Algunos países -especialmente países menos avanzados y países de bajos ingresos con déficit alimentario- tienen una gran dependencia de los suministros de alimentos de Ucrania y Rusia para satisfacer sus necesidades de consumo. Algunos ya venían sufriendo los efectos negativos de los altos precios internacionales de alimentos y fertilizantes antes del conflicto. Hasta 47 países tienen una dependencia mayor del 30 % de las importaciones de trigo proveniente de Ucrania y Rusia; y de ellos, 27 tienen una dependencia mayor del 50 %, entre los que están Eritrea, Somalia, Armenia, Georgia, Líbano, Egipto, Congo, Tanzania, Ruanda, Namibia, Senegal o Mauritania. Algunos, como Benín, tienen una dependencia total de las importaciones de trigo de Ucrania y Rusia. Esos 47 países, en conjunto, representan una población de más de 1.300 millones de habitantes.  Por tanto, este conflicto no solamente conlleva un riesgo de inseguridad alimentaria de algunos sectores de la población ucraniana afectada por la guerra, sino que, por el papel de los dos países en el sistema alimentario global, supone un riesgo de crisis alimentaria para muchos países. 

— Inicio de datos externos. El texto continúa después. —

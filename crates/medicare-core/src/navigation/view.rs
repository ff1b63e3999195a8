//! View identifiers.

use serde::{Deserialize, Serialize};
use strum::{AsRefStr, Display, EnumIter, EnumString};

/// Identifier of a screen within the application.
///
/// The textual form is the page slug used by the menu, the command line and
/// serialized state; descriptive aliases are accepted when parsing.
#[derive(
    Debug,
    Clone,
    Copy,
    PartialEq,
    Eq,
    Hash,
    Default,
    Serialize,
    Deserialize,
    Display,
    EnumString,
    EnumIter,
    AsRefStr,
)]
#[strum(ascii_case_insensitive)]
pub enum ViewId {
    #[default]
    #[serde(rename = "dashboard", alias = "home")]
    #[strum(to_string = "dashboard", serialize = "home")]
    Dashboard,
    #[serde(rename = "patients", alias = "patient-list")]
    #[strum(to_string = "patients", serialize = "patient-list")]
    PatientList,
    #[serde(rename = "add-patient", alias = "patient-create")]
    #[strum(to_string = "add-patient", serialize = "patient-create")]
    PatientCreate,
    #[serde(rename = "patient-profile", alias = "patient-detail")]
    #[strum(to_string = "patient-profile", serialize = "patient-detail")]
    PatientDetail,
    #[serde(rename = "appointments", alias = "appointment-list")]
    #[strum(to_string = "appointments", serialize = "appointment-list")]
    AppointmentList,
    #[serde(rename = "schedule-appointment", alias = "appointment-create")]
    #[strum(to_string = "schedule-appointment", serialize = "appointment-create")]
    AppointmentCreate,
    #[serde(rename = "medical-records")]
    #[strum(to_string = "medical-records")]
    MedicalRecords,
}

impl ViewId {
    /// Parses a view slug, falling back to the dashboard for unknown input.
    pub fn parse_or_default(raw: &str) -> Self {
        raw.trim().parse().unwrap_or_default()
    }

    /// Whether the view displays a single selected entity.
    pub fn is_detail(&self) -> bool {
        matches!(self, ViewId::PatientDetail)
    }

    /// Whether the view is a create-type form.
    pub fn is_form(&self) -> bool {
        matches!(self, ViewId::PatientCreate | ViewId::AppointmentCreate)
    }
}

/// Resolves the screen to render for a raw view identifier.
///
/// Unknown identifiers resolve to [`ViewId::Dashboard`].
pub fn current_screen_for(raw: &str) -> ViewId {
    ViewId::parse_or_default(raw)
}

#[cfg(test)]
mod tests {
    use super::*;
    use strum::IntoEnumIterator;

    #[test]
    fn test_slugs_round_trip_through_display() {
        for view in ViewId::iter() {
            assert_eq!(ViewId::parse_or_default(&view.to_string()), view);
        }
    }

    #[test]
    fn test_aliases_are_accepted() {
        assert_eq!(current_screen_for("patient-list"), ViewId::PatientList);
        assert_eq!(current_screen_for("Appointment-Create"), ViewId::AppointmentCreate);
        assert_eq!(current_screen_for("patient-detail"), ViewId::PatientDetail);
    }

    #[test]
    fn test_unknown_falls_back_to_dashboard() {
        assert_eq!(current_screen_for("billing"), ViewId::Dashboard);
        assert_eq!(current_screen_for(""), ViewId::Dashboard);
    }

    #[test]
    fn test_serde_matches_display_slug() {
        for view in ViewId::iter() {
            let json = serde_json::to_string(&view).unwrap();
            assert_eq!(json, format!("\"{}\"", view));
            assert_eq!(serde_json::from_str::<ViewId>(&json).unwrap(), view);
        }
        let json = serde_json::to_string(&ViewId::AppointmentCreate).unwrap();
        assert_eq!(json, "\"schedule-appointment\"");
    }

    #[test]
    fn test_serde_accepts_descriptive_aliases() {
        let view: ViewId = serde_json::from_str("\"appointment-create\"").unwrap();
        assert_eq!(view, ViewId::AppointmentCreate);
        let view: ViewId = serde_json::from_str("\"patient-list\"").unwrap();
        assert_eq!(view, ViewId::PatientList);
    }
}
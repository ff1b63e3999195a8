//! Search parameters for the patient and appointment lists.

use chrono::NaiveDate;
use serde::{Deserialize, Serialize};

use super::model::{DateFilter, Filter, RecordFilter, contains_folded};
use crate::records::{Appointment, AppointmentStatus, Gender, Patient};

/// Patient list search: free text over name, email and phone, plus gender.
#[derive(Debug, Clone, Default, PartialEq, Eq, Serialize, Deserialize)]
pub struct PatientQuery {
    pub text: String,
    pub gender: Filter<Gender>,
}

impl PatientQuery {
    pub fn new(text: impl Into<String>) -> Self {
        Self {
            text: text.into(),
            ..Self::default()
        }
    }

    pub fn with_gender(mut self, gender: Filter<Gender>) -> Self {
        self.gender = gender;
        self
    }
}

impl RecordFilter<Patient> for PatientQuery {
    fn matches(&self, patient: &Patient, _today: NaiveDate) -> bool {
        let needle = self.text.to_lowercase();
        let matches_search = contains_folded(&patient.name, &needle)
            || contains_folded(&patient.email, &needle)
            || patient.phone.contains(self.text.as_str());

        matches_search && self.gender.matches(&patient.gender)
    }

    fn is_unrestricted(&self) -> bool {
        self.text.is_empty() && self.gender.is_all()
    }
}

/// Appointment list search: free text over patient, doctor and type, plus
/// status and date window.
#[derive(Debug, Clone, Default, PartialEq, Eq, Serialize, Deserialize)]
pub struct AppointmentQuery {
    pub text: String,
    pub status: Filter<AppointmentStatus>,
    pub date: DateFilter,
}

impl AppointmentQuery {
    pub fn new(text: impl Into<String>) -> Self {
        Self {
            text: text.into(),
            ..Self::default()
        }
    }

    pub fn with_status(mut self, status: Filter<AppointmentStatus>) -> Self {
        self.status = status;
        self
    }

    pub fn with_date(mut self, date: DateFilter) -> Self {
        self.date = date;
        self
    }
}

impl RecordFilter<Appointment> for AppointmentQuery {
    fn matches(&self, appointment: &Appointment, today: NaiveDate) -> bool {
        let needle = self.text.to_lowercase();
        let matches_search = contains_folded(&appointment.patient_name, &needle)
            || contains_folded(&appointment.doctor_name, &needle)
            || contains_folded(&appointment.kind.to_string(), &needle);

        matches_search
            && self.status.matches(&appointment.status)
            && self.date.matches(appointment.date, today)
    }

    fn is_unrestricted(&self) -> bool {
        self.text.is_empty() && self.status.is_all() && self.date == DateFilter::All
    }
}

#[cfg(test)]
mod tests {
    use super::*;
    use crate::records::{AppointmentType, PatientStatus};

    fn date(s: &str) -> NaiveDate {
        NaiveDate::parse_from_str(s, "%Y-%m-%d").unwrap()
    }

    fn patient(id: u32, name: &str, gender: Gender, phone: &str) -> Patient {
        Patient {
            id,
            name: name.to_string(),
            age: 40,
            gender,
            email: format!("{}@email.com", name.to_lowercase().replace(' ', ".")),
            phone: phone.to_string(),
            address: String::new(),
            last_visit: date("2024-01-10"),
            next_appointment: None,
            status: PatientStatus::Active,
            medical_conditions: Vec::new(),
        }
    }

    fn appointment(id: u32, patient: &str, day: &str, status: AppointmentStatus) -> Appointment {
        Appointment {
            id,
            patient_name: patient.to_string(),
            doctor_name: "Dr. Smith".to_string(),
            date: date(day),
            time: "09:00 AM".to_string(),
            kind: AppointmentType::Consultation,
            status,
            duration_minutes: 30,
            notes: String::new(),
            patient_phone: String::new(),
        }
    }

    #[test]
    fn test_patient_text_search_covers_name_email_and_phone() {
        let patients = vec![
            patient(1, "Sarah Johnson", Gender::Female, "(555) 123-4567"),
            patient(2, "Michael Chen", Gender::Male, "(555) 234-5678"),
        ];
        let today = date("2024-01-25");

        assert_eq!(PatientQuery::new("SARAH").apply(&patients, today).len(), 1);
        assert_eq!(PatientQuery::new("michael.chen@").apply(&patients, today)[0].id, 2);
        assert_eq!(PatientQuery::new("234-56").apply(&patients, today)[0].id, 2);
        assert!(PatientQuery::new("nobody").apply(&patients, today).is_empty());
    }

    #[test]
    fn test_patient_gender_filter_is_conjunctive() {
        let patients = vec![
            patient(1, "Sarah Johnson", Gender::Female, "1"),
            patient(2, "Michael Chen", Gender::Male, "2"),
        ];
        let today = date("2024-01-25");
        let query = PatientQuery::new("o").with_gender(Filter::Only(Gender::Male));

        let result = query.apply(&patients, today);
        assert_eq!(result.len(), 1);
        assert_eq!(result[0].name, "Michael Chen");
    }

    #[test]
    fn test_unrestricted_query_is_identity_and_idempotent() {
        let records = vec![
            appointment(1, "Sarah Johnson", "2024-01-25", AppointmentStatus::Confirmed),
            appointment(2, "Lisa Anderson", "2024-01-26", AppointmentStatus::Cancelled),
        ];
        let today = date("2024-01-25");
        let unrestricted = AppointmentQuery::default();
        assert!(unrestricted.is_unrestricted());
        assert_eq!(unrestricted.apply(&records, today), records);

        let query = AppointmentQuery::new("a").with_date(DateFilter::Upcoming);
        let once = query.apply(&records, today);
        let twice = query.apply(&once, today);
        assert_eq!(once, twice);
    }

    #[test]
    fn test_appointment_filters() {
        let records = vec![
            appointment(1, "Sarah Johnson", "2024-01-25", AppointmentStatus::Confirmed),
            appointment(2, "Michael Chen", "2024-01-25", AppointmentStatus::Pending),
            appointment(3, "Lisa Anderson", "2024-01-26", AppointmentStatus::Cancelled),
            appointment(4, "Old Visit", "2024-01-20", AppointmentStatus::Completed),
        ];
        let today = date("2024-01-25");

        let today_only = AppointmentQuery::default().with_date(DateFilter::Today);
        assert_eq!(today_only.apply(&records, today).len(), 2);

        let upcoming = AppointmentQuery::default().with_date(DateFilter::Upcoming);
        assert_eq!(upcoming.apply(&records, today).len(), 3);

        let pending = AppointmentQuery::default().with_status(Filter::Only(AppointmentStatus::Pending));
        assert_eq!(pending.apply(&records, today)[0].id, 2);

        let by_type = AppointmentQuery::new("consult");
        assert_eq!(by_type.apply(&records, today).len(), 4);
    }
}
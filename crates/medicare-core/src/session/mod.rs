//! Session domain module.
//!
//! # Module Structure
//!
//! - `role`: Staff roles (`Role`)
//! - `credentials`: Login input (`Credentials`)
//! - `model`: Authentication state machine (`Session`)
//! - `gateway`: Login endpoint trait (`AuthGateway`)

mod credentials;
mod gateway;
mod model;
mod role;

// Re-export public API
pub use credentials::Credentials;
pub use gateway::AuthGateway;
pub use model::Session;
pub use role::Role;
//! Error types for the MediCare application.

use thiserror::Error;

use crate::navigation::ViewId;
use crate::session::Role;

/// A shared error type for the entire MediCare application.
///
/// Input errors (`InvalidCredentials`, `Validation`) and submission failures
/// are recoverable at the screen level; the shell turns them into transient
/// notifications and keeps the current state.
#[derive(Error, Debug, Clone, PartialEq, Eq)]
pub enum MedicareError {
    /// A required login field was empty.
    #[error("Invalid credentials: email and password are required")]
    InvalidCredentials,

    /// One or more required form fields were empty.
    #[error("Validation failed for {form}: missing {}", .missing.join(", "))]
    Validation { form: String, missing: Vec<String> },

    /// The simulated backend rejected a submission.
    #[error("Submission failed: {0}")]
    SubmissionFailed(String),

    /// A submission for this form is already in flight.
    #[error("A {form} submission is already in progress")]
    SubmissionInFlight { form: String },

    /// An operation required an authenticated session.
    #[error("Not authenticated")]
    NotAuthenticated,

    /// A login was attempted while a session is open. Log out first.
    #[error("Already logged in as '{role}'")]
    AlreadyAuthenticated { role: Role },

    /// The role is not permitted to open the view.
    #[error("Role '{role}' may not open view '{view}'")]
    Forbidden { role: Role, view: ViewId },

    /// A draft field name that the form does not define.
    #[error("Unknown field '{field}' for {form}")]
    UnknownField { form: String, field: String },

    /// Entity not found error with type information
    #[error("Entity not found: {entity_type} '{id}'")]
    NotFound { entity_type: String, id: String },

    /// Configuration error
    #[error("Configuration error: {0}")]
    Config(String),

    /// IO error (file system operations)
    #[error("IO error: {message}")]
    Io { message: String },

    /// Serialization/deserialization error
    #[error("Serialization error: {format} - {message}")]
    Serialization { format: String, message: String },

    /// Internal error (should not happen in normal operation)
    #[error("Internal error: {0}")]
    Internal(String),
}

impl MedicareError {
    // ============================================================================
    // Constructor helpers
    // ============================================================================

    /// Creates a Validation error for the given form.
    pub fn validation<I, S>(form: impl Into<String>, missing: I) -> Self
    where
        I: IntoIterator<Item = S>,
        S: Into<String>,
    {
        Self::Validation {
            form: form.into(),
            missing: missing.into_iter().map(Into::into).collect(),
        }
    }

    /// Creates a SubmissionFailed error
    pub fn submission_failed(message: impl Into<String>) -> Self {
        Self::SubmissionFailed(message.into())
    }

    /// Creates a NotFound error
    pub fn not_found(entity_type: impl Into<String>, id: impl Into<String>) -> Self {
        Self::NotFound {
            entity_type: entity_type.into(),
            id: id.into(),
        }
    }

    /// Creates a Config error
    pub fn config(message: impl Into<String>) -> Self {
        Self::Config(message.into())
    }

    /// Creates an Internal error
    pub fn internal(message: impl Into<String>) -> Self {
        Self::Internal(message.into())
    }

    // ============================================================================
    // Type checking methods
    // ============================================================================

    pub fn is_invalid_credentials(&self) -> bool {
        matches!(self, Self::InvalidCredentials)
    }

    pub fn is_validation(&self) -> bool {
        matches!(self, Self::Validation { .. })
    }

    pub fn is_submission_failed(&self) -> bool {
        matches!(self, Self::SubmissionFailed(_))
    }

    pub fn is_already_authenticated(&self) -> bool {
        matches!(self, Self::AlreadyAuthenticated { .. })
    }

    pub fn is_forbidden(&self) -> bool {
        matches!(self, Self::Forbidden { .. })
    }

    pub fn is_not_found(&self) -> bool {
        matches!(self, Self::NotFound { .. })
    }

    /// Returns true for errors caused by user input or a rejected submission.
    ///
    /// These are surfaced as notifications and never abort the shell.
    pub fn is_recoverable(&self) -> bool {
        matches!(
            self,
            Self::InvalidCredentials
                | Self::Validation { .. }
                | Self::SubmissionFailed(_)
                | Self::SubmissionInFlight { .. }
                | Self::NotAuthenticated
                | Self::AlreadyAuthenticated { .. }
                | Self::Forbidden { .. }
                | Self::UnknownField { .. }
                | Self::NotFound { .. }
        )
    }
}

// ============================================================================
// From implementations for automatic conversion
// ============================================================================

impl From<std::io::Error> for MedicareError {
    fn from(err: std::io::Error) -> Self {
        Self::Io {
            message: format!("{} (kind: {:?})", err, err.kind()),
        }
    }
}

impl From<serde_json::Error> for MedicareError {
    fn from(err: serde_json::Error) -> Self {
        Self::Serialization {
            format: "JSON".to_string(),
            message: err.to_string(),
        }
    }
}

impl From<toml::de::Error> for MedicareError {
    fn from(err: toml::de::Error) -> Self {
        Self::Serialization {
            format: "TOML".to_string(),
            message: err.to_string(),
        }
    }
}

impl From<toml::ser::Error> for MedicareError {
    fn from(err: toml::ser::Error) -> Self {
        Self::Serialization {
            format: "TOML".to_string(),
            message: err.to_string(),
        }
    }
}

/// A type alias for `Result<T, MedicareError>`.
pub type Result<T> = std::result::Result<T, MedicareError>;

#[cfg(test)]
mod tests {
    use super::*;

    #[test]
    fn test_validation_message_lists_missing_fields() {
        let err = MedicareError::validation("patient", ["firstName", "email"]);
        assert_eq!(
            err.to_string(),
            "Validation failed for patient: missing firstName, email"
        );
        assert!(err.is_validation());
        assert!(err.is_recoverable());
    }

    #[test]
    fn test_forbidden_message() {
        let err = MedicareError::Forbidden {
            role: Role::Doctor,
            view: ViewId::PatientCreate,
        };
        assert_eq!(err.to_string(), "Role 'doctor' may not open view 'add-patient'");
    }

    #[test]
    fn test_already_authenticated_names_the_role() {
        let err = MedicareError::AlreadyAuthenticated { role: Role::Doctor };
        assert_eq!(err.to_string(), "Already logged in as 'doctor'");
        assert!(err.is_already_authenticated());
        assert!(err.is_recoverable());
    }

    #[test]
    fn test_io_errors_are_not_recoverable() {
        let err: MedicareError = std::io::Error::other("disk gone").into();
        assert!(matches!(err, MedicareError::Io { .. }));
        assert!(!err.is_recoverable());
    }
}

A pesar de que las existencias mundiales de arroz, trigo y maíz —los tres principales alimentos básicos— siguen siendo históricamente altas, la confluencia sobre los sistemas alimentarios de los impactos de la pandemia, el cambio climático, las devaluaciones monetarias y el encarecimiento del petróleo, junto con el impacto de la guerra de Ucrania, están afectando a la disponibilidad y accesibilidad económica a los alimentos, dado su efecto sobre la formación de precios.  Para hacer seguimiento de los precios mundiales de los alimentos, la FAO calcula desde 1990 el índice de precio de los alimentos. Es un índice complejo, compuesto por los precios de los 55 alimentos más básicos, organizados en cinco grupos (cereales, aceites y grasas, azúcar, carnes y productos lácteos). En marzo 2020, con datos prepandemia, el índice FAO de precio de los alimentos era 95,2; en marzo 2022, con el impacto de la pandemia y de la guerra en Ucrania, el índice alcanzaba un récord histórico: 159,7 puntos. 

En resumen, tenemos un sistema alimentario que no cumple con su finalidad primordial, que es alimentar de forma suficiente y adecuada a todas las personas; que además está generando un negativo impacto ambiental que se traduce en enormes emisiones de gases de efecto invernadero, sobreexplotación de acuíferos, degradación de suelos, pérdida de biodiversidad, agotamiento de los bancos de peces, etc.; que también está provocando una enorme carga de enfermedad (diabetes, hipertensión, determinados tipos de cáncer, etc.) hasta el punto que se estima que cada año se producen en el mundo 11 millones de muertes por causas asociadas a la mala alimentación; que tiene el enorme desafío de incrementar la producción de alimentos para una humanidad creciente en un contexto de cambio climático y reduciendo significativamente su huella ambiental; y que, además de todo eso, está tensionado por los impactos acumulados de la pandemia de COVID-19 y de la guerra en Ucrania. 

Tenemos crisis alimentaria y crisis del sistema alimentario. Las soluciones que busquemos, aunque respondan a las necesidades de corto plazo (a los millones de personas en situación de inseguridad alimentaria aguda), tienen que tener una mirada de largo plazo. El sistema alimentario global necesita una reforma profunda, con cambios radicales tanto en la forma en que producimos alimentos como en la forma en que los consumimos. Y el tiempo se nos va acabando.